_PROMPT_:
Would you please copy each line of the data in which the string "serde" occurs?

_AVAILABLE DATA_:

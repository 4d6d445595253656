pub(crate) mod cache;
pub(crate) mod interpolator;
pub(crate) mod map;
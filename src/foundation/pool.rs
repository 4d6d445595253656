use std::ops::{Deref, DerefMut};
use std::sync::{Arc, Mutex, PoisonError};

/// Pool configuration for rented buffers.
#[derive(Debug, Clone, Copy, PartialEq, Eq, serde::Serialize, serde::Deserialize)]
#[serde(default)]
pub struct BufferPoolOpts {
    /// Maximum bytes retained across all size classes.
    pub max_pool_bytes: usize,
    /// Maximum number of retained buffers per size class.
    pub max_buffers_per_class: usize,
}

impl Default for BufferPoolOpts {
    fn default() -> Self {
        Self {
            max_pool_bytes: 64 * 1024 * 1024,
            max_buffers_per_class: 16,
        }
    }
}

/// Counters describing pool behavior.
#[derive(Debug, Default, Clone, PartialEq, Eq)]
pub struct BufferPoolStats {
    /// Buffers currently parked in the pool.
    pub retained_buffers: usize,
    /// Bytes currently parked in the pool.
    pub retained_bytes: usize,
    /// Rent calls satisfied by a fresh allocation.
    pub alloc_buffers: u64,
    /// Rent calls satisfied from a parked buffer.
    pub reused_buffers: u64,
    /// Buffers handed back to the pool.
    pub returned_buffers: u64,
    /// Returned buffers dropped because a cap was hit.
    pub dropped_on_return: u64,
}

// Size class `c` holds buffers with capacity exactly `1 << c` elements.
fn size_class(len: usize) -> usize {
    len.max(1).next_power_of_two().trailing_zeros() as usize
}

struct PoolState<T> {
    classes: Vec<Vec<Vec<T>>>,
    stats: BufferPoolStats,
}

/// Thread-safe, size-bucketed pool of element buffers.
///
/// Buffers are rented through [`BufferPool::rent`] and come back automatically when the returned
/// [`PooledBuffer`] guard drops, on every exit path.
pub struct BufferPool<T> {
    opts: BufferPoolOpts,
    state: Mutex<PoolState<T>>,
}

impl<T: Copy + Default + Send> BufferPool<T> {
    /// Create an empty pool.
    pub fn new(opts: BufferPoolOpts) -> Self {
        Self {
            opts,
            state: Mutex::new(PoolState {
                classes: Vec::new(),
                stats: BufferPoolStats::default(),
            }),
        }
    }

    /// Snapshot current counters.
    pub fn stats(&self) -> BufferPoolStats {
        self.lock().stats.clone()
    }

    /// Rent a zero-filled buffer of exactly `len` elements.
    pub fn rent(self: &Arc<Self>, len: usize) -> PooledBuffer<T> {
        let class = size_class(len);
        let parked = {
            let mut st = self.lock();
            let found = st.classes.get_mut(class).and_then(Vec::pop);
            if let Some(buf) = &found {
                let bytes = byte_len::<T>(buf.capacity());
                st.stats.retained_buffers = st.stats.retained_buffers.saturating_sub(1);
                st.stats.retained_bytes = st.stats.retained_bytes.saturating_sub(bytes);
                st.stats.reused_buffers = st.stats.reused_buffers.saturating_add(1);
            } else {
                st.stats.alloc_buffers = st.stats.alloc_buffers.saturating_add(1);
            }
            found
        };

        let mut buf = parked.unwrap_or_else(|| Vec::with_capacity(1 << class));
        buf.clear();
        buf.resize(len, T::default());
        PooledBuffer {
            buf,
            pool: Some(Arc::clone(self)),
        }
    }

    fn give_back(&self, buf: Vec<T>) {
        let class = size_class(buf.capacity());
        let bytes = byte_len::<T>(buf.capacity());
        let mut st = self.lock();
        st.stats.returned_buffers = st.stats.returned_buffers.saturating_add(1);

        // Only exact power-of-two capacities are parked so a class always satisfies its requests.
        if buf.capacity() != 1 << class
            || self.opts.max_buffers_per_class == 0
            || st.stats.retained_bytes.saturating_add(bytes) > self.opts.max_pool_bytes
        {
            st.stats.dropped_on_return = st.stats.dropped_on_return.saturating_add(1);
            tracing::trace!(class, bytes, "buffer pool dropped returned buffer");
            return;
        }

        if st.classes.len() <= class {
            st.classes.resize_with(class + 1, Vec::new);
        }
        if st.classes[class].len() >= self.opts.max_buffers_per_class {
            st.stats.dropped_on_return = st.stats.dropped_on_return.saturating_add(1);
            return;
        }

        st.classes[class].push(buf);
        st.stats.retained_buffers = st.stats.retained_buffers.saturating_add(1);
        st.stats.retained_bytes = st.stats.retained_bytes.saturating_add(bytes);
    }

    fn lock(&self) -> std::sync::MutexGuard<'_, PoolState<T>> {
        // Pool state stays consistent across a panicking holder; every update is a single step.
        self.state.lock().unwrap_or_else(PoisonError::into_inner)
    }
}

fn byte_len<T>(elems: usize) -> usize {
    elems.saturating_mul(std::mem::size_of::<T>())
}

/// Buffer rented from a [`BufferPool`]; returned to the pool on drop.
pub struct PooledBuffer<T: Copy + Default + Send> {
    buf: Vec<T>,
    pool: Option<Arc<BufferPool<T>>>,
}

impl<T: Copy + Default + Send> PooledBuffer<T> {
    /// Empty buffer not attached to any pool.
    pub fn detached() -> Self {
        Self {
            buf: Vec::new(),
            pool: None,
        }
    }

    /// Shrink the visible length without releasing capacity.
    pub fn truncate(&mut self, len: usize) {
        self.buf.truncate(len);
    }
}

impl<T: Copy + Default + Send> Deref for PooledBuffer<T> {
    type Target = [T];

    fn deref(&self) -> &[T] {
        &self.buf
    }
}

impl<T: Copy + Default + Send> DerefMut for PooledBuffer<T> {
    fn deref_mut(&mut self) -> &mut [T] {
        &mut self.buf
    }
}

impl<T: Copy + Default + Send> Drop for PooledBuffer<T> {
    fn drop(&mut self) {
        if let Some(pool) = self.pool.take() {
            pool.give_back(std::mem::take(&mut self.buf));
        }
    }
}

impl<T: Copy + Default + Send + std::fmt::Debug> std::fmt::Debug for PooledBuffer<T> {
    fn fmt(&self, f: &mut std::fmt::Formatter<'_>) -> std::fmt::Result {
        f.debug_struct("PooledBuffer")
            .field("len", &self.buf.len())
            .finish()
    }
}

#[cfg(test)]
#[path = "../../tests/unit/foundation/pool.rs"]
mod tests;
/// One in unsigned Q15 fixed point.
pub(crate) const UQ15_ONE: i32 = 1 << 15;

/// Rounding bias added before a Q15 right shift.
pub(crate) const UQ15_ROUND: i32 = 1 << 14;

/// Scale a unit float to Q15 with round-half-up semantics.
///
/// `floor(x * 2^15 + 0.5)`; this must stay bit-exact with the integer coefficient tables.
pub(crate) fn fix15(x: f32) -> i32 {
    (f64::from(x) * f64::from(UQ15_ONE) + 0.5).floor() as i32
}

/// Q15 coefficient for a luma weight, as `(u16)(c * 32768 + 0.5)`.
pub(crate) const fn fix15_coef(c: f64) -> u32 {
    (c * UQ15_ONE as f64 + 0.5) as u16 as u32
}

/// Drop Q15 fraction bits with rounding, clamping to a byte.
pub(crate) fn unfix15_to_byte(x: i64) -> u8 {
    ((x + i64::from(UQ15_ROUND)) >> 15).clamp(0, 255) as u8
}

/// Drop Q15 fraction bits with rounding, clamping to `[0, UQ15_ONE]`.
pub(crate) fn unfix15_to_uq15(x: i64) -> u16 {
    ((x + i64::from(UQ15_ROUND)) >> 15).clamp(0, i64::from(UQ15_ONE)) as u16
}

/// Clamp to `[0, UQ15_ONE]` for table lookups.
pub(crate) fn clamp_to_uq15(x: i32) -> usize {
    x.clamp(0, UQ15_ONE) as usize
}

pub(crate) fn gcd(mut a: u32, mut b: u32) -> u32 {
    while b != 0 {
        (a, b) = (b, a % b);
    }
    a
}

/// Clamp a unit float and scale to a byte with round-half-up.
pub(crate) fn unit_to_byte(x: f32) -> u8 {
    (x.clamp(0.0, 1.0) * 255.0 + 0.5) as u8
}

#[cfg(test)]
#[path = "../../tests/unit/foundation/math.rs"]
mod tests;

_WRITTEN SOLUTION_:
#[derive(Debug, Clone, Copy, PartialEq, Eq, serde::Serialize, serde::Deserialize)]
#[serde(default)]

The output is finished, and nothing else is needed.